Je voulais être une île de cendres
sur les décombres d'une ancienne guerre,
rangée aux combles de la rue inhabitée par ma solitude.
Mais au milieu de cela, tu m'as souri.
Je voulais être une ancre de plomb,
or en guise de plomb j'ai surpris un chant de tendresse
et tes yeux vers moi : sons d'émeraudes, sons cristallins.
Tous les cygnes convergent - vert, le miroir du lac -
puis en sort celle qui file hors de l'eau sous la nue.
Et les cygnes accourent, rident l'eau
tout autour d'eux, et l'amusent - la fée rit -
les ailes brûlent qu'on les lave
et tissent une robe de plumes.
Maintenant je voudrais plonger dans ses cieux, par delà l'éventail de ses longs cils, ô Sophie !

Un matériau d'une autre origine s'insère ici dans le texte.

//! CRUD operations for [`Message`] records of `channels/{id}/messages`.

use huddle_shared::{ChannelId, Message, MessageId, UserId};
use rusqlite::params;

use crate::database::{ts_from_sql, ts_to_sql, Database};
use crate::error::Result;

impl Database {
    pub fn insert_message(&self, channel_id: &ChannelId, message: &Message) -> Result<()> {
        self.conn().execute(
            "INSERT INTO messages (channel_id, id, author_id, content, time, has_thread)
             VALUES (?1, ?2, ?3, ?4, ?5, ?6)",
            params![
                channel_id.as_str(),
                message.message_id.as_str(),
                message.message_author_id.as_str(),
                message.message_content,
                ts_to_sql(&message.time),
                message.has_thread,
            ],
        )?;
        Ok(())
    }

    /// All messages of a channel, oldest first.
    pub fn list_messages(&self, channel_id: &ChannelId) -> Result<Vec<Message>> {
        let mut stmt = self.conn().prepare(
            "SELECT id, author_id, content, time, has_thread
             FROM messages
             WHERE channel_id = ?1
             ORDER BY time ASC, id ASC",
        )?;

        let rows = stmt.query_map(params![channel_id.as_str()], row_to_message)?;

        let mut messages = Vec::new();
        for row in rows {
            messages.push(row?);
        }
        Ok(messages)
    }

    /// Flag a message as having thread replies.  Returns `true` if the
    /// message exists.
    pub fn mark_has_thread(&self, channel_id: &ChannelId, message_id: &MessageId) -> Result<bool> {
        let affected = self.conn().execute(
            "UPDATE messages SET has_thread = 1 WHERE channel_id = ?1 AND id = ?2",
            params![channel_id.as_str(), message_id.as_str()],
        )?;
        Ok(affected > 0)
    }

    pub fn delete_message(&self, channel_id: &ChannelId, message_id: &MessageId) -> Result<bool> {
        let affected = self.conn().execute(
            "DELETE FROM messages WHERE channel_id = ?1 AND id = ?2",
            params![channel_id.as_str(), message_id.as_str()],
        )?;
        Ok(affected > 0)
    }
}

fn row_to_message(row: &rusqlite::Row<'_>) -> rusqlite::Result<Message> {
    let id: String = row.get(0)?;
    let author: String = row.get(1)?;
    let time_str: String = row.get(3)?;

    Ok(Message {
        message_id: MessageId(id),
        message_author_id: UserId(author),
        message_content: row.get(2)?,
        time: ts_from_sql(3, &time_str)?,
        has_thread: row.get(4)?,
    })
}

#[cfg(test)]
mod tests {
    use chrono::{Duration, Utc};
    use huddle_shared::ChannelRecord;

    use super::*;

    #[test]
    fn messages_come_back_oldest_first() {
        let dir = tempfile::tempdir().unwrap();
        let db = Database::open_at(&dir.path().join("messages.db")).unwrap();
        let channel = ChannelRecord::group("g", "", UserId::from("u1"), vec![UserId::from("u1")]);
        db.upsert_channel(&channel).unwrap();

        let now = Utc::now();
        for (id, offset) in [("late", 10), ("early", 1)] {
            let message = Message {
                message_id: MessageId::from(id),
                message_author_id: UserId::from("u1"),
                message_content: format!("{id} message"),
                time: now + Duration::seconds(offset),
                has_thread: false,
            };
            db.insert_message(&channel.channel_id, &message).unwrap();
        }

        let ids: Vec<String> = db
            .list_messages(&channel.channel_id)
            .unwrap()
            .into_iter()
            .map(|m| m.message_id.0)
            .collect();
        assert_eq!(ids, vec!["early", "late"]);

        assert!(db.mark_has_thread(&channel.channel_id, &MessageId::from("early")).unwrap());
        assert!(db.list_messages(&channel.channel_id).unwrap()[0].has_thread);
        assert!(db.delete_message(&channel.channel_id, &MessageId::from("late")).unwrap());
    }

    #[test]
    fn message_requires_existing_channel() {
        let dir = tempfile::tempdir().unwrap();
        let db = Database::open_at(&dir.path().join("messages.db")).unwrap();
        let message = Message {
            message_id: MessageId::new(),
            message_author_id: UserId::from("u1"),
            message_content: "orphan".into(),
            time: Utc::now(),
            has_thread: false,
        };
        assert!(db.insert_message(&ChannelId::from("nope"), &message).is_err());
    }
}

Maintenant je voudrais boire la lie-cœur,
battant la chamade à ses lèvres dociles, ô Sophie !
Et je voudrais lui dire aussi que je la trouve belle aujourd'hui !

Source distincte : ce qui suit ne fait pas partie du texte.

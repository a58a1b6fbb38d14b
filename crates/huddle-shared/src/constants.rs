/// Application name
pub const APP_NAME: &str = "huddle";

/// Quiet period before a connectivity-restored, focus or visible event
/// results in an `online` write (milliseconds)
pub const ONLINE_DEBOUNCE_MS: u64 = 1_000;

/// Quiet period applied to merged input activity (milliseconds)
pub const ACTIVITY_DEBOUNCE_MS: u64 = 1_000;

/// Time a blurred, hidden tab waits before reporting `away` (seconds)
pub const AWAY_AFTER_SECS: u64 = 30;

/// Display name reserved for anonymous guest sessions
pub const GUEST_USER_NAME: &str = "Guest";

/// Realtime key-value path holding one presence record per user id
pub const PRESENCE_PATH: &str = "presence";

/// Document store collections
pub const USERS_COLLECTION: &str = "users";
pub const CHANNELS_COLLECTION: &str = "channels";
pub const MESSAGES_COLLECTION: &str = "messages";
pub const THREAD_COLLECTION: &str = "thread";

/// File name of the local SQLite replica
pub const DB_FILE_NAME: &str = "huddle.db";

Mais il paraît que l'on dit pas cela à une fille, ô Sophie,
sans s'attirer la méfiance des autres jours.
Alors je la dirai rebelle aujourd'hui
et on se fera la bise.
Je voudrais l'attirer tout contre moi mais je danse sur ce fil, ô Sophie,
de l'inconnue réaction.
Je voudrais aussi qu'elle m'apprécie au point d'exclamation,
qu'on se déclare la guerre inoffensive des armées de compliments,
la guerre non-violente des regards profonds et tactiles,
la guerre sans la guerre, qui ne tue que les doutes que l'on se crée.
Mais je crains encore qu'à ce jeu difficile, ô Sophie,
la peur du ridicule
et celle du risque, ce fantôme qui me suit,
ne réapparaisse à chaque instant de la nuit.
Je voudrais qu'elle et moi nous trouvions un territoire neutre,
c'est-à-dire une terre-île-toit nôtre,
où avancer nos pions fragiles, ô Sophie,
sans besoin de conquête,
mais je redoute la mécanique sans cœur
du papier à musique réglé sur le quotidien.
Je voudrais qu'elle et moi nous fussions nomades, hordiers, crevettes agiles, ô Sophie, squatteurs du même coquillage et non plus crabes carapaçonnés.
Car je suis bien décidé à me couper les pinces, sans une larme de crocodile, ô Sophie
Et à lui ouvrir les portes de chez moi, à cette fille, ô Sophie.